Radio Fórmula 106.9 FM XHAC-FM
- Aguascalientes, Aguascalientes; Mexico;
- Frequency: 106.9 MHz
- Branding: Radio Fórmula 106.9 FM

Programming
- Format: News / Talk
- Affiliations: Grupo Fórmula

Ownership
- Owner: Radio Universal; (Manuel Guadalupe, J. Jesús, María Cristina, María Teresa, José Abraham and Alfonso Ramírez de la Torre);
- Sister stations: XHAGT-FM, XHAGC-FM, XHPLA-FM, XHCAA-FM

History
- First air date: September 14, 1966 (concession)
- Former call signs: XEAC-AM
- Former frequencies: 1400 kHz
- Call sign meaning: "Aguascalientes"

Technical information
- Licensing authority: CRT
- Class: B1
- ERP: 25,000 watts
- HAAT: 49.5 meters (162 ft)
- Transmitter coordinates: 21°55′11.05″N 102°15′57.49″W﻿ / ﻿21.9197361°N 102.2659694°W

Links
- Website: Radio Formula

= XHAC-FM (Aguascalientes) =

Radio station in Aguascalientes, Aguascalientes, Mexico

XHAC-FM is a radio station on 106.9 FM in Aguascalientes, Aguascalientes, Mexico.
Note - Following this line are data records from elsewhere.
//! The message-oriented connection kinds: a stream connection and a
//! datagram connection that each decode framed bytes into [`Message`]s,
//! hand them to a shared [`Dispatcher`], and reply through the same
//! transport the message arrived on.
use std::collections::VecDeque;
use std::io::{self, Read, Write};
use std::os::unix::io::{AsRawFd, RawFd};
use std::rc::Rc;

use tracing::warn;

use crate::connection::{Connection, ConnectionState, Interest};
use crate::dispatcher::{Dispatcher, MessageSender, Responder};
use crate::error::{Error, Result};
use crate::message::Message;
use crate::transport::datagram::{secret_code_accepted, DatagramSocket, MAX_DATAGRAM_SIZE};
use crate::transport::stream::{drain_complete_lines, MAX_LINE_LEN};

const READ_CHUNK: usize = 64 * 1024;

/// Replies by queueing onto a stream connection's output buffer, encoded
/// and newline-terminated exactly like an application-initiated send.
struct BufferResponder<'a>(&'a mut VecDeque<u8>);

impl Responder for BufferResponder<'_> {
    fn reply(&mut self, message: &Message) -> Result<()> {
        self.0.extend(message.encode().as_bytes());
        self.0.push_back(b'\n');
        Ok(())
    }
}

/// A byte-stream connection (TCP or Unix stream) whose lines are `Message`s,
/// dispatched through a dispatcher shared by every connection of the owning
/// service.
pub struct MessageStreamConnection<S> {
    state: ConnectionState,
    stream: S,
    input: Vec<u8>,
    output: VecDeque<u8>,
    dispatcher: Rc<Dispatcher>,
}

impl<S: Read + Write + AsRawFd> MessageStreamConnection<S> {
    /// Wrap an already-connected, already-nonblocking stream.
    pub fn new(name: impl Into<String>, stream: S, dispatcher: Rc<Dispatcher>) -> Self {
        Self {
            state: ConnectionState::new(name),
            stream,
            input: Vec::new(),
            output: VecDeque::new(),
            dispatcher,
        }
    }

    /// Bytes currently queued for write.
    pub fn pending_output(&self) -> usize {
        self.output.len()
    }
}

impl<S: Read + Write + AsRawFd> MessageSender for MessageStreamConnection<S> {
    /// Stream sends have no cache: the connection either has an open
    /// socket to write to or it doesn't. `cache` is accepted for interface
    /// uniformity with [`crate::permanent::PermanentConnection`] and
    /// ignored.
    fn send_message(&mut self, message: &Message, _cache: bool) -> Result<bool> {
        self.output.extend(message.encode().as_bytes());
        self.output.push_back(b'\n');
        Ok(true)
    }
}

impl<S: Read + Write + AsRawFd> Connection for MessageStreamConnection<S> {
    fn state(&self) -> &ConnectionState {
        &self.state
    }

    fn state_mut(&mut self) -> &mut ConnectionState {
        &mut self.state
    }

    fn is_reader(&self) -> bool {
        true
    }

    fn is_writer(&self) -> bool {
        !self.output.is_empty()
    }

    fn socket(&self) -> RawFd {
        self.stream.as_raw_fd()
    }

    fn events(&self) -> Interest {
        if self.is_writer() {
            Interest::READ | Interest::WRITE
        } else {
            Interest::READ
        }
    }

    fn process_read(&mut self) -> Result<()> {
        let mut chunk = [0u8; READ_CHUNK];
        match self.stream.read(&mut chunk) {
            Ok(0) => {
                self.process_hup();
                Ok(())
            }
            Ok(n) => {
                self.input.extend_from_slice(&chunk[..n]);
                let lines = drain_complete_lines(&mut self.input, MAX_LINE_LEN, self.state.name())?;
                for raw in lines {
                    let Ok(text) = std::str::from_utf8(&raw) else {
                        warn!(target: "reactor::message_stream", "{}: non-UTF8 line discarded", self.state.name());
                        continue;
                    };
                    match Message::decode(text) {
                        Ok(msg) => {
                            let mut responder = BufferResponder(&mut self.output);
                            self.dispatcher.dispatch(&msg, &mut responder)?;
                        }
                        Err(e) => {
                            warn!(target: "reactor::message_stream", "{}: malformed message: {e}", self.state.name());
                        }
                    }
                }
                Ok(())
            }
            Err(e) if e.kind() == io::ErrorKind::WouldBlock => Ok(()),
            Err(e) => Err(Error::Io(e)),
        }
    }

    fn process_write(&mut self) -> Result<()> {
        while !self.output.is_empty() {
            let (front, _) = self.output.as_slices();
            match self.stream.write(front) {
                Ok(0) => break,
                Ok(n) => {
                    self.output.drain(..n);
                }
                Err(e) if e.kind() == io::ErrorKind::WouldBlock => return Ok(()),
                Err(e) => return Err(Error::Io(e)),
            }
        }
        if self.output.is_empty() {
            self.process_empty_buffer();
        }
        Ok(())
    }

    fn process_hup(&mut self) {
        warn!(target: "reactor::message_stream", "{}: hangup", self.state.name());
    }

    fn process_error(&mut self) {
        warn!(target: "reactor::message_stream", "{}: socket error", self.state.name());
    }
}

/// A datagram connection (UDP or Unix-DGRAM) whose packets are `Message`s,
/// dispatched through a shared [`Dispatcher`] and replied to immediately on
/// the same (connected) socket.
pub struct MessageDatagramConnection<S> {
    state: ConnectionState,
    socket: S,
    secret_code: Option<String>,
    dispatcher: Rc<Dispatcher>,
}

struct SocketResponder<'a, S: DatagramSocket>(&'a S);

impl<S: DatagramSocket> Responder for SocketResponder<'_, S> {
    fn reply(&mut self, message: &Message) -> Result<()> {
        let encoded = message.encode();
        if encoded.len() > MAX_DATAGRAM_SIZE {
            return Err(Error::MessageTooLarge {
                size: encoded.len(),
                max: MAX_DATAGRAM_SIZE,
            });
        }
        self.0.send(encoded.as_bytes()).map_err(Error::Io)?;
        Ok(())
    }
}

impl<S: DatagramSocket> MessageDatagramConnection<S> {
    /// Wrap a non-blocking, connected datagram socket. `secret_code`, if
    /// set, is required (and checked) on every inbound datagram.
    pub fn new(
        name: impl Into<String>,
        socket: S,
        secret_code: Option<String>,
        dispatcher: Rc<Dispatcher>,
    ) -> Self {
        Self {
            state: ConnectionState::new(name),
            socket,
            secret_code,
            dispatcher,
        }
    }
}

impl<S: DatagramSocket> MessageSender for MessageDatagramConnection<S> {
    fn send_message(&mut self, message: &Message, _cache: bool) -> Result<bool> {
        let mut responder = SocketResponder(&self.socket);
        responder.reply(message)?;
        Ok(true)
    }
}

impl<S: DatagramSocket> Connection for MessageDatagramConnection<S> {
    fn state(&self) -> &ConnectionState {
        &self.state
    }

    fn state_mut(&mut self) -> &mut ConnectionState {
        &mut self.state
    }

    fn is_reader(&self) -> bool {
        true
    }

    fn socket(&self) -> RawFd {
        self.socket.as_raw_fd()
    }

    fn events(&self) -> Interest {
        Interest::READ
    }

    fn process_read(&mut self) -> Result<()> {
        let mut buf = [0u8; MAX_DATAGRAM_SIZE];
        loop {
            match self.socket.recv(&mut buf) {
                Ok(n) => {
                    let Ok(text) = std::str::from_utf8(&buf[..n]) else {
                        warn!(target: "reactor::message_datagram", "{}: non-UTF8 datagram discarded", self.state.name());
                        continue;
                    };
                    match Message::decode(text) {
                        Ok(msg) => {
                            if secret_code_accepted(self.secret_code.as_deref(), &msg, self.state.name()) {
                                let mut responder = SocketResponder(&self.socket);
                                self.dispatcher.dispatch(&msg, &mut responder)?;
                            } else {
                                warn!(
                                    target: "reactor::message_datagram",
                                    "{}: datagram with missing/mismatched secret_code dropped",
                                    self.state.name()
                                );
                            }
                        }
                        Err(e) => {
                            warn!(target: "reactor::message_datagram", "{}: malformed datagram: {e}", self.state.name());
                        }
                    }
                }
                Err(e) if e.kind() == io::ErrorKind::WouldBlock => break,
                Err(e) => return Err(Error::Io(e)),
            }
        }
        Ok(())
    }
}

#[cfg(test)]
mod tests {
    use super::*;
    use crate::dispatcher::MatchStrategy;
    use std::os::unix::net::UnixStream;

    #[test]
    fn echo_over_stream_dispatches_and_replies() {
        let mut d = Dispatcher::new();
        d.add_match("PING", MatchStrategy::Exact, |msg, responder| {
            let mut reply = Message::new("PONG")?;
            if let Some(serial) = msg.get_parameter("serial") {
                reply.set_parameter("serial", serial.to_string());
            }
            responder.reply(&reply)
        });
        let dispatcher = Rc::new(d);

        let (mut client, server) = UnixStream::pair().unwrap();
        server.set_nonblocking(true).unwrap();
        client.set_nonblocking(true).unwrap();

        let mut conn = MessageStreamConnection::new("server", server, dispatcher);

        let mut ping = Message::new("PING").unwrap();
        ping.set_parameter("serial", "42");
        client.write_all(format!("{}\n", ping.encode()).as_bytes()).unwrap();

        conn.process_read().unwrap();
        assert!(conn.pending_output() > 0);
        conn.process_write().unwrap();

        let mut buf = [0u8; 256];
        let n = client.read(&mut buf).unwrap();
        let reply = Message::decode(std::str::from_utf8(&buf[..n]).unwrap()).unwrap();
        assert_eq!(reply.command(), "PONG");
        assert_eq!(reply.get_parameter("serial"), Some("42"));
    }

    #[test]
    fn malformed_line_is_logged_and_connection_stays_open() {
        let dispatcher = Rc::new(Dispatcher::new());
        let (mut client, server) = UnixStream::pair().unwrap();
        server.set_nonblocking(true).unwrap();

        let mut conn = MessageStreamConnection::new("server", server, dispatcher);
        client.write_all(b"BADCOMMAND!!!\n").unwrap();
        assert!(conn.process_read().is_ok());

        client.write_all(b"PING\n").unwrap();
        assert!(conn.process_read().is_ok());
    }
}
It is owned by Radio Universal and carries a news format known as Radio Fórmula 106.9 FM.

==History==
XHAC signed on in 1966 as XEAC-AM on 1400 kHz. It was owned by Jesús Ramírez Gamez until 1994 and was known as "La Grande 1400" until 1999.

XEAC migrated to FM in 2012. Until August 2015, this station carried the Ke Buena format from Televisa Radio. At that time, it switched to adult contemporary as Azul 106.9.

At the end of 2019, XHAC joined Radio Formula.